Revenons maintenant au choix fait par Louise concernant son futur. J'avoue avoir également eu quelques difficultés concernant ce dernier lors de mon premier visionnage car il me paraissait un peu insensé. Après le second visionnage, je me suis plus posé la question de savoir s'il s'agissait d'un choix plus cruel que celui de laisser Hannah devenir un souvenir qui n'a jamais existé. Finalement, dans les deux cas, la fille de Louise est condamnée en quelque sorte. Louise prend donc la décision de donner vie à ce souvenir, décision que tout le monde n'aurait pas prise, notamment Ian, qui va d'ailleurs quitter Louise après que celle-ci lui révèle qu'elle savait depuis le départ que leur fille tomberait malade. Peut être espérait-elle que le futur ne se produise pas ? Après tout, les possibilités sont multiples et il serait même triste de réaliser que tout est tailler dans le marbre, que tout est déterminé à l'avance et que le libre arbitre n'est qu'une illusion.
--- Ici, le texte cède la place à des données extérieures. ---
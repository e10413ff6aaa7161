//! Error types for kiln_cache

use std::path::PathBuf;
use thiserror::Error;

/// Result type alias for kiln_cache operations
pub type Result<T> = std::result::Result<T, Error>;

/// Errors that can occur in kiln_cache operations
#[derive(Error, Debug)]
pub enum Error {
    #[error("IO error: {0}")]
    Io(#[from] std::io::Error),

    #[error("Serialization error: {0}")]
    Serialization(#[from] bincode::Error),

    #[error("JSON error: {0}")]
    Json(#[from] serde_json::Error),

    #[error("Cannot combine an empty sequence of checksums")]
    EmptyInput,

    #[error("File doesn't exist at path {}", path.display())]
    FileDoesntExist { path: PathBuf },

    #[error("Checksum for {} is empty", path.display())]
    ZeroChecksum { path: PathBuf },

    #[error("Unable to enumerate {}: {reason}", path.display())]
    UnableToEnumerateDirectory { path: PathBuf, reason: String },

    #[error("No valid product name for target {target}")]
    EmptyProductName { target: String },

    #[error("Product name {name:?} cannot be used as a cache path component")]
    UnsafeProductName { name: String },

    #[error("Dependency cycle detected at target {target}")]
    DependencyCycle { target: String },

    #[error("Target {target} depends on unknown target {dependency}")]
    UnknownDependency { target: String, dependency: String },

    #[error("Target name {name} is declared more than once")]
    DuplicateTarget { name: String },

    #[error("No checksum for target {target_name}")]
    EmptyTargetChecksum { target_name: String },

    #[error("No checksum for product {product_name}")]
    EmptyProductChecksum { product_name: String },

    #[error("Storage error at {}: {source}", path.display())]
    Storage {
        path: PathBuf,
        source: std::io::Error,
    },

    #[error("Corruption detected: {0}")]
    Corruption(String),

    #[error("Invalid hash: {0}")]
    InvalidHash(String),

    #[error("HTTP error: {0}")]
    Http(String),

    #[error("Network error: {0}")]
    Network(String),

    #[error("Config error: {0}")]
    Config(String),
}

/// Coarse classification of an error, deciding how far it propagates
#[derive(Clone, Copy, Debug, PartialEq, Eq)]
pub enum ErrorCategory {
    /// Bad input to a checksum run; the whole run fails
    Input,
    /// A target or product is missing from a checksum tree
    Graph,
    /// Local cache I/O failed; only the offending call fails
    Storage,
    /// The remote cache service is unreachable or misbehaving
    Network,
}

impl Error {
    /// Wrap an I/O error with the path it happened at
    pub fn storage(path: impl Into<PathBuf>, source: std::io::Error) -> Self {
        Error::Storage {
            path: path.into(),
            source,
        }
    }

    pub fn category(&self) -> ErrorCategory {
        match self {
            Error::EmptyInput
            | Error::FileDoesntExist { .. }
            | Error::ZeroChecksum { .. }
            | Error::UnableToEnumerateDirectory { .. }
            | Error::EmptyProductName { .. }
            | Error::UnsafeProductName { .. }
            | Error::DependencyCycle { .. }
            | Error::UnknownDependency { .. }
            | Error::DuplicateTarget { .. }
            | Error::InvalidHash(_)
            | Error::Json(_)
            | Error::Config(_) => ErrorCategory::Input,
            Error::EmptyTargetChecksum { .. } | Error::EmptyProductChecksum { .. } => {
                ErrorCategory::Graph
            }
            Error::Io(_) | Error::Serialization(_) | Error::Storage { .. } | Error::Corruption(_) => {
                ErrorCategory::Storage
            }
            Error::Http(_) | Error::Network(_) => ErrorCategory::Network,
        }
    }
}
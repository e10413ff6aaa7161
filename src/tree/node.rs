//! Detached name/value/children projection of a checksum holder

use crate::model::Checksum;

/// A node of a checksum tree, stripped of domain detail.
///
/// Used only for diffing and printing; it never owns any holder.
#[derive(Clone, Debug, PartialEq, Eq)]
pub struct TreeNode {
    pub name: String,
    pub value: Checksum,
    pub children: Vec<TreeNode>,
}

impl TreeNode {
    pub fn new(name: impl Into<String>, value: Checksum, children: Vec<TreeNode>) -> Self {
        TreeNode {
            name: name.into(),
            value,
            children,
        }
    }

    pub fn leaf(name: impl Into<String>, value: Checksum) -> Self {
        Self::new(name, value, Vec::new())
    }

    pub fn is_leaf(&self) -> bool {
        self.children.is_empty()
    }

    /// Find a direct child by name
    pub fn child(&self, name: &str) -> Option<&TreeNode> {
        self.children.iter().find(|c| c.name == name)
    }
}

/// Anything that can be projected into a [`TreeNode`]
pub trait TreeNodeConvertible {
    fn node(&self) -> TreeNode;
}

#[cfg(test)]
mod tests {
    use super::*;

    #[test]
    fn test_child_lookup() {
        let node = TreeNode::new(
            "Kit",
            Checksum::digest(b"kit"),
            vec![TreeNode::leaf("Kit/A.swift", Checksum::digest(b"a"))],
        );
        assert!(!node.is_leaf());
        assert!(node.child("Kit/A.swift").unwrap().is_leaf());
        assert!(node.child("Kit/B.swift").is_none());
    }
}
Cela expliquerait pourquoi elle pleure lorsqu'on lui annonce que sa fille a une maladie incurable qui causera sa perte : à partir de ce moment, le réel se réalise et l'espoir meurt. Cependant, la scène où Louise explique à sa fille pourquoi Ian est parti semble remettre en cause cette théorie car Hannah n'a pas encore était diagnostiquée à ce moment. Si l'on se réfère à la séquence d'ouverture, dans laquelle on voit Hannah se faire ausculter, cette dernière semble, en effet, être d'un âge plus avancé. Du coup, la question demeure ouverte. Quant à la maladie "très rare", il est fort à penser qu'elle soit liée au fait que Louise se soit retrouvée derrière la vitre, c'est-à-dire du côté des heptapodes, où l'atmosphère semble différente de celle de la Terre.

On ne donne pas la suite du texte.